Sotto altro profilo, la difesa del ricorrente lamenta che solo all'esito del giudizio d'appello e con il deposito della motivazione si è avuta contezza di decisivi profili di novità nella ricostruzione del sostrato del giudizio di responsabilità dello S., profili ravvisabili sia nella configurazione del contributo concorsuale sotto forma dell'agevolazione piuttosto che dell'istigazione che nei riferimenti al pagamento in nero delle prestazioni extra moenia dello I. e alla presunta culpa in vigilando del prevenuto. Siffatti elementi, secondo il ricorrente, hanno cambiato il thema probandum, risultando estranei alla formale contestazione, e hanno determinato la violazione dei diritti di difesa dell'imputato in relazione all'esercizio del diritto alla prova, alle garanzie del contraddittorio, all'accesso ai riti alternativi, all'integrità dei gradi di giudizio, diritti che trovano presidio a livello costituzionale e nella Convenzione Europea dei diritti dell'Uomo, trattandosi di fonti che riconoscono che l'imputato deve essere informato in modo dettagliato dell'accusa rivoltagli e messo in condizione di discutere in contraddittorio su ogni aspetto della stessa, ivi compresa la qualificazione giuridica data ai fatti. Il dovere di informazione specifica e puntuale in ordine ai fatti addebitati è tanto più pregnante quando, come nel caso di specie, ci si trovi a fronte di un istituto quale la partecipazione criminosa caratterizzato da atipicità.

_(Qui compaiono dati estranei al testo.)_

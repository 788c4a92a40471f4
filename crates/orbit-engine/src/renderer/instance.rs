use bytemuck::{Pod, Zeroable};

/// Per-star record written to the shared buffer for the page's 2D renderer.
/// Must match the TypeScript protocol: 8 floats = 32 bytes stride.
///
/// Dots use `x, y, radius`; streaks and meteors draw a line from `x, y` to
/// `tail_x, tail_y` with `width`.
#[repr(C)]
#[derive(Debug, Clone, Copy, Default, PartialEq, Pod, Zeroable)]
pub struct StarInstance {
    /// Head position in screen pixels.
    pub x: f32,
    pub y: f32,
    pub tail_x: f32,
    pub tail_y: f32,
    /// Opacity (0.0 = invisible, 1.0 = opaque).
    pub alpha: f32,
    /// Line width for streaks and meteors.
    pub width: f32,
    /// Dot radius for twinkling stars.
    pub radius: f32,
    /// See the `KIND_*` constants.
    pub kind: f32,
}

impl StarInstance {
    pub const FLOATS: usize = 8;
    pub const STRIDE_BYTES: usize = Self::FLOATS * 4;

    pub const KIND_DOT: f32 = 0.0;
    pub const KIND_STREAK: f32 = 1.0;
    pub const KIND_METEOR: f32 = 2.0;
}

/// Per-target record: 12 floats = 48 bytes stride.
/// Positions are scene pixels; the page applies the camera transform from
/// the frame header.
#[repr(C)]
#[derive(Debug, Clone, Copy, Default, PartialEq, Pod, Zeroable)]
pub struct TargetInstance {
    /// Drawn centre, idle wobble included.
    pub x: f32,
    pub y: f32,
    pub radius: f32,
    /// 1.0 when this target is the hover candidate.
    pub hovered: f32,
    /// Halo pulse factor (about 0.76 to 1.0).
    pub pulse: f32,
    pub palette: f32,
    /// Texture slot id in the texture cache.
    pub texture_id: f32,
    /// 0 = pending, 1 = image loaded, 2 = procedural fallback.
    pub texture_state: f32,
    pub ring_tilt: f32,
    pub has_ring: f32,
    /// First belt point of this target in the belt section.
    pub belt_start: f32,
    pub belt_count: f32,
}

impl TargetInstance {
    pub const FLOATS: usize = 12;
    pub const STRIDE_BYTES: usize = Self::FLOATS * 4;
}

/// Asteroid belt point: 4 floats = 16 bytes stride.
#[repr(C)]
#[derive(Debug, Clone, Copy, Default, PartialEq, Pod, Zeroable)]
pub struct BeltInstance {
    pub x: f32,
    pub y: f32,
    pub size: f32,
    pub alpha: f32,
}

impl BeltInstance {
    pub const FLOATS: usize = 4;
    pub const STRIDE_BYTES: usize = Self::FLOATS * 4;
}
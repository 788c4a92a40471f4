//! Ship renderer backed by page callbacks.

use js_sys::{Function, Object, Reflect};
use orbit_engine::{ShipPose, ShipRenderer, ShipRendererError};
use wasm_bindgen::JsValue;

/// Forwards ship updates to two page functions:
/// `place({ x, y, angleDeg, scale? })` and `setEngine(on)`.
pub struct JsShipRenderer {
    place: Function,
    set_engine: Function,
}

impl JsShipRenderer {
    pub fn new(place: Function, set_engine: Function) -> Self {
        Self { place, set_engine }
    }
}

fn js_error(err: JsValue) -> ShipRendererError {
    ShipRendererError(err.as_string().unwrap_or_else(|| format!("{:?}", err)))
}

fn set(obj: &Object, key: &str, value: f64) -> Result<(), ShipRendererError> {
    Reflect::set(obj, &JsValue::from_str(key), &JsValue::from_f64(value))
        .map(|_| ())
        .map_err(js_error)
}

impl ShipRenderer for JsShipRenderer {
    fn place(&mut self, pose: ShipPose) -> Result<(), ShipRendererError> {
        let obj = Object::new();
        set(&obj, "x", pose.x as f64)?;
        set(&obj, "y", pose.y as f64)?;
        set(&obj, "angleDeg", pose.heading_deg as f64)?;
        if let Some(scale) = pose.scale {
            set(&obj, "scale", scale as f64)?;
        }
        self.place
            .call1(&JsValue::NULL, &obj)
            .map(|_| ())
            .map_err(js_error)
    }

    fn set_engine(&mut self, on: bool) -> Result<(), ShipRendererError> {
        self.set_engine
            .call1(&JsValue::NULL, &JsValue::from_bool(on))
            .map(|_| ())
            .map_err(js_error)
    }
}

Il richiamato sistema di garanzie circa il diritto all'informazione sulla natura e i motivi dell'accusa e i correlati diritti di difesa è stato recepito anche dalle fonti dell'Unione Europea che con la direttiva del Parlamento e del Consiglio dell'Unione Europea 2012/13/UE, all'art. 6, obbliga gli Stati membri a garantire che le persone imputate siano tempestivamente informate di ogni eventuale modifica alle informazioni fornite, ove ciò sia necessario per salvare l'equità del procedimento. Nè secondo la difesa il vulnus alle prerogative difensive può ritenersi superato dalla possibilità di impugnazione in cassazione in considerazione della natura del giudizio di legittimità che garantisce un contraddittorio argomentativo ma non probatorio mentre nella specie il ripristino del contraddittorio sostanziale sui profili d'accusa valorizzati in sentenza passa attraverso l'esame di testi in grado di riferire a confutazione sulle circostanze contestate;
4.2 la violazione di legge e il vizio della motivazione con riguardo alla ritenuta ricorrenza del dolo partecipativo in capo al ricorrente.
La difesa, partendo dal rilievo che il ricorrente fosse a conoscenza del rapporto che legava lo I. all'Ospedale (OMISSIS), lamenta l'impropria sovrapposizione dei concetti di incompatibilità ed esclusività in quanto - alla luce della normativa vigente - la consapevolezza dell'incompatibilità del sanitario ai sensi della L. n. 412 del 1991, art. 7 non implica automaticamente anche la consapevolezza della sua peculiare opzione per il rapporto di lavoro esclusivo, mai comunicata agli interlocutori ai quali, invece, come emerge dalla intercettazioni, l'imputato dipinse una situazione di estrema libertà di movimento. La Corte territoriale non ha fornito la dimostrazione che il ricorrente abbia agito con la consapevolezza che la condotta tenuta contribuiva alla specifico reato descritto al capo 2N) per effetto della violazione del regime di esclusività;
4.3 la violazione di legge e il vizio di motivazione in ordine all'omessa declaratoria di prescrizione del reato relativo al mese di (OMISSIS), attesa la natura di contratto di durata del rapporto di lavoro intrattenuto dallo I. e della percezione mensile dell'indennità di esclusiva.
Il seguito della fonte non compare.